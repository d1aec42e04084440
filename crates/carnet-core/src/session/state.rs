//! In-memory session record.

use std::fmt;

use crate::models::User;

/// Observable phase of the session.
#[derive(Clone, Copy, Debug, PartialEq, Eq)]
pub enum SessionState {
    /// Persisted credentials are still being read at startup
    Restoring,
    Authenticated,
    Unauthenticated,
}

/// Current authentication state.
///
/// While `is_loading` is true the token and user are not authoritative.
#[derive(Clone, PartialEq, Eq)]
pub struct Session {
    pub token: Option<String>,
    pub user: Option<User>,
    pub is_loading: bool,
}

impl Session {
    /// State at process start, before restore has run
    pub const fn restoring() -> Self {
        Self {
            token: None,
            user: None,
            is_loading: true,
        }
    }

    pub const fn signed_out() -> Self {
        Self {
            token: None,
            user: None,
            is_loading: false,
        }
    }

    pub const fn authenticated(token: String, user: User) -> Self {
        Self {
            token: Some(token),
            user: Some(user),
            is_loading: false,
        }
    }

    pub const fn state(&self) -> SessionState {
        if self.is_loading {
            SessionState::Restoring
        } else if self.token.is_some() && self.user.is_some() {
            SessionState::Authenticated
        } else {
            SessionState::Unauthenticated
        }
    }

    pub const fn is_authenticated(&self) -> bool {
        matches!(self.state(), SessionState::Authenticated)
    }
}

impl Default for Session {
    fn default() -> Self {
        Self::restoring()
    }
}

impl fmt::Debug for Session {
    fn fmt(&self, formatter: &mut fmt::Formatter<'_>) -> fmt::Result {
        formatter
            .debug_struct("Session")
            .field("token", &self.token.as_ref().map(|_| "[REDACTED]"))
            .field("user", &self.user)
            .field("is_loading", &self.is_loading)
            .finish()
    }
}
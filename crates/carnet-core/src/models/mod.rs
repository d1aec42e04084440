//! Data models for Carnet

mod category;
mod note;
mod task;
mod user;

pub use category::{Category, CategoryDraft, CategoryId, PREDEFINED_COLORS};
pub use note::{Note, NoteDraft, NoteId};
pub use task::{LinkedNote, Subtask, Task, TaskDraft, TaskId};
pub use user::User;
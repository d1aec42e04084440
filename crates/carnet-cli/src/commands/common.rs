use carnet_core::api::ApiClient;
use carnet_core::config::{resolve_api_base_url, API_URL_ENV};
use carnet_core::models::{Category, Note, Task};
use chrono::{DateTime, NaiveDateTime, Utc};
use serde::Serialize;

use crate::config_profiles::CliProfilesConfig;
use crate::context::AppContext;
use crate::error::CliError;
use crate::secure_store::KeyringPersistence;

#[derive(Debug, Serialize)]
pub struct NoteListItem {
    pub id: i64,
    pub title: String,
    pub preview: String,
    pub categories: Vec<String>,
    pub updated_at: Option<String>,
    pub relative_time: Option<String>,
}

#[derive(Debug, Serialize)]
pub struct TaskListItem {
    pub id: i64,
    pub description: String,
    pub is_completed: bool,
    pub subtasks_done: usize,
    pub subtasks_total: usize,
    pub note_title: Option<String>,
    pub relative_time: Option<String>,
}

/// Resolve the profile and API URL, then restore the profile's session.
pub async fn open_context(
    profile: Option<&str>,
    api_url: Option<&str>,
) -> Result<AppContext<KeyringPersistence>, CliError> {
    let config = CliProfilesConfig::load()?;
    let profile_name = config.resolve_profile_name(profile);
    let api = resolve_api_base_url(
        api_url.map(str::to_string),
        std::env::var(API_URL_ENV).ok(),
        &config.profile(&profile_name),
    )
    .and_then(|base_url| ApiClient::new(&base_url));

    let store = KeyringPersistence::new(&profile_name);
    Ok(AppContext::open(profile_name, store, api).await)
}

pub fn print_json<T: Serialize + ?Sized>(value: &T) -> Result<(), CliError> {
    println!("{}", serde_json::to_string_pretty(value)?);
    Ok(())
}

pub fn format_note_lines(notes: &[Note]) -> Vec<String> {
    let now_ms = Utc::now().timestamp_millis();
    notes
        .iter()
        .map(|note| {
            let title = truncate(&note.title, 30);
            let preview = note_preview(note, 40);
            let relative_time = note_relative_time(note.updated_at.as_deref(), now_ms);
            let categories = render_categories(&note.categories);

            if categories.is_empty() {
                format!("{:>5}  {title:<30}  {preview:<40}  {relative_time}", note.id)
            } else {
                format!(
                    "{:>5}  {title:<30}  {preview:<40}  {relative_time:<10}  {categories}",
                    note.id
                )
            }
        })
        .collect()
}

pub fn note_to_list_item(note: &Note) -> NoteListItem {
    let now_ms = Utc::now().timestamp_millis();
    NoteListItem {
        id: note.id.0,
        title: note.title.clone(),
        preview: note_preview(note, 80),
        categories: note
            .categories
            .iter()
            .map(|category| category.name.clone())
            .collect(),
        updated_at: note.updated_at.clone(),
        relative_time: note
            .updated_at
            .as_deref()
            .and_then(parse_timestamp_ms)
            .map(|timestamp_ms| format_relative_time(timestamp_ms, now_ms)),
    }
}

pub fn format_task_lines(tasks: &[Task]) -> Vec<String> {
    tasks
        .iter()
        .map(|task| {
            let marker = if task.is_completed { "[x]" } else { "[ ]" };
            let description = truncate(&task.description, 50);
            let (done, total) = task.subtask_progress();
            let mut line = format!("{:>5}  {marker} {description:<50}", task.id);
            if total > 0 {
                line.push_str(&format!("  {done}/{total}"));
            }
            if let Some(note) = &task.note {
                line.push_str(&format!("  -> {}", note.title));
            }
            line.trim_end().to_string()
        })
        .collect()
}

pub fn task_to_list_item(task: &Task) -> TaskListItem {
    let now_ms = Utc::now().timestamp_millis();
    let (subtasks_done, subtasks_total) = task.subtask_progress();
    TaskListItem {
        id: task.id.0,
        description: task.description.clone(),
        is_completed: task.is_completed,
        subtasks_done,
        subtasks_total,
        note_title: task.note.as_ref().map(|note| note.title.clone()),
        relative_time: task
            .updated_at
            .as_deref()
            .and_then(parse_timestamp_ms)
            .map(|timestamp_ms| format_relative_time(timestamp_ms, now_ms)),
    }
}

pub fn format_category_lines(categories: &[Category]) -> Vec<String> {
    categories
        .iter()
        .map(|category| {
            let color = category.color.as_deref().unwrap_or("-");
            format!("{:>5}  {color:<8}  {}", category.id, category.name)
        })
        .collect()
}

pub fn note_preview(note: &Note, max_chars: usize) -> String {
    let first_line = note.content_preview(usize::MAX);
    let collapsed = first_line.split_whitespace().collect::<Vec<_>>().join(" ");
    truncate(&collapsed, max_chars)
}

pub fn truncate(value: &str, max_chars: usize) -> String {
    if value.chars().count() <= max_chars {
        value.to_string()
    } else {
        let take_len = max_chars.saturating_sub(3);
        let mut truncated = value.chars().take(take_len).collect::<String>();
        truncated.push_str("...");
        truncated
    }
}

pub fn render_categories(categories: &[Category]) -> String {
    let mut names = categories
        .iter()
        .map(|category| format!("#{}", category.name))
        .collect::<Vec<_>>();
    names.sort();
    names.join(" ")
}

fn note_relative_time(updated_at: Option<&str>, now_ms: i64) -> String {
    updated_at
        .and_then(parse_timestamp_ms)
        .map_or_else(String::new, |timestamp_ms| {
            format_relative_time(timestamp_ms, now_ms)
        })
}

/// Parse backend timestamps, either RFC 3339 or `YYYY-MM-DD HH:MM:SS` in UTC.
pub fn parse_timestamp_ms(raw: &str) -> Option<i64> {
    let raw = raw.trim();
    DateTime::parse_from_rfc3339(raw)
        .map(|date_time| date_time.timestamp_millis())
        .or_else(|_| {
            NaiveDateTime::parse_from_str(raw, "%Y-%m-%d %H:%M:%S")
                .map(|date_time| date_time.and_utc().timestamp_millis())
        })
        .ok()
}

pub fn format_relative_time(timestamp_ms: i64, now_ms: i64) -> String {
    let diff = now_ms.saturating_sub(timestamp_ms);
    let minute = 60_000;
    let hour = 60 * minute;
    let day = 24 * hour;
    let week = 7 * day;
    let month = 30 * day;
    let year = 365 * day;

    if diff < minute {
        "just now".to_string()
    } else if diff < hour {
        format!("{}m ago", diff / minute)
    } else if diff < day {
        format!("{}h ago", diff / hour)
    } else if diff < week {
        format!("{}d ago", diff / day)
    } else if diff < month {
        format!("{}w ago", diff / week)
    } else if diff < year {
        format!("{}mo ago", diff / month)
    } else {
        format!("{}y ago", diff / year)
    }
}
//! Category model

use serde::{Deserialize, Serialize};
use std::fmt;
use std::num::ParseIntError;
use std::str::FromStr;

use crate::error::{Error, Result};
use crate::validation::is_hex_color;

/// Palette offered when creating a category
pub const PREDEFINED_COLORS: [&str; 12] = [
    "#FF5733", "#33FF57", "#3357FF", "#FF33A8", "#33B5FF", "#FFD633", "#FF8C33", "#9C27B0",
    "#673AB7", "#009688", "#795548", "#607D8B",
];

/// Backend identifier of a category
#[derive(Debug, Clone, Copy, PartialEq, Eq, Hash, PartialOrd, Ord, Serialize, Deserialize)]
#[serde(transparent)]
pub struct CategoryId(pub i64);

impl fmt::Display for CategoryId {
    fn fmt(&self, f: &mut fmt::Formatter<'_>) -> fmt::Result {
        fmt::Display::fmt(&self.0, f)
    }
}

impl FromStr for CategoryId {
    type Err = ParseIntError;

    fn from_str(s: &str) -> std::result::Result<Self, Self::Err> {
        Ok(Self(s.trim().parse()?))
    }
}

/// A category used to group notes
#[derive(Debug, Clone, PartialEq, Eq, Serialize, Deserialize)]
pub struct Category {
    pub id: CategoryId,
    pub name: String,
    #[serde(default)]
    pub color: Option<String>,
}

/// Payload for creating a category
#[derive(Debug, Clone, PartialEq, Eq, Serialize)]
pub struct CategoryDraft {
    pub name: String,
    pub color: String,
}

impl CategoryDraft {
    /// Build a draft, defaulting to the first palette color.
    pub fn new(name: impl Into<String>, color: Option<String>) -> Self {
        Self {
            name: name.into().trim().to_string(),
            color: color.unwrap_or_else(|| PREDEFINED_COLORS[0].to_string()),
        }
    }

    pub fn validate(&self) -> Result<()> {
        if self.name.trim().is_empty() {
            return Err(Error::Validation("category name is required".to_string()));
        }
        if !is_hex_color(&self.color) {
            return Err(Error::Validation(format!(
                "category color must look like #RRGGBB, got `{}`",
                self.color
            )));
        }
        Ok(())
    }
}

──────

Your instructions:
Using the material, show each line where the string "impl" can be found.

Reply to the exercise:
impl Session {
impl Default for Session {
impl fmt::Debug for Session {
impl fmt::Display for CategoryId {
impl FromStr for CategoryId {
impl CategoryDraft {
    pub fn new(name: impl Into<String>, color: Option<String>) -> Self {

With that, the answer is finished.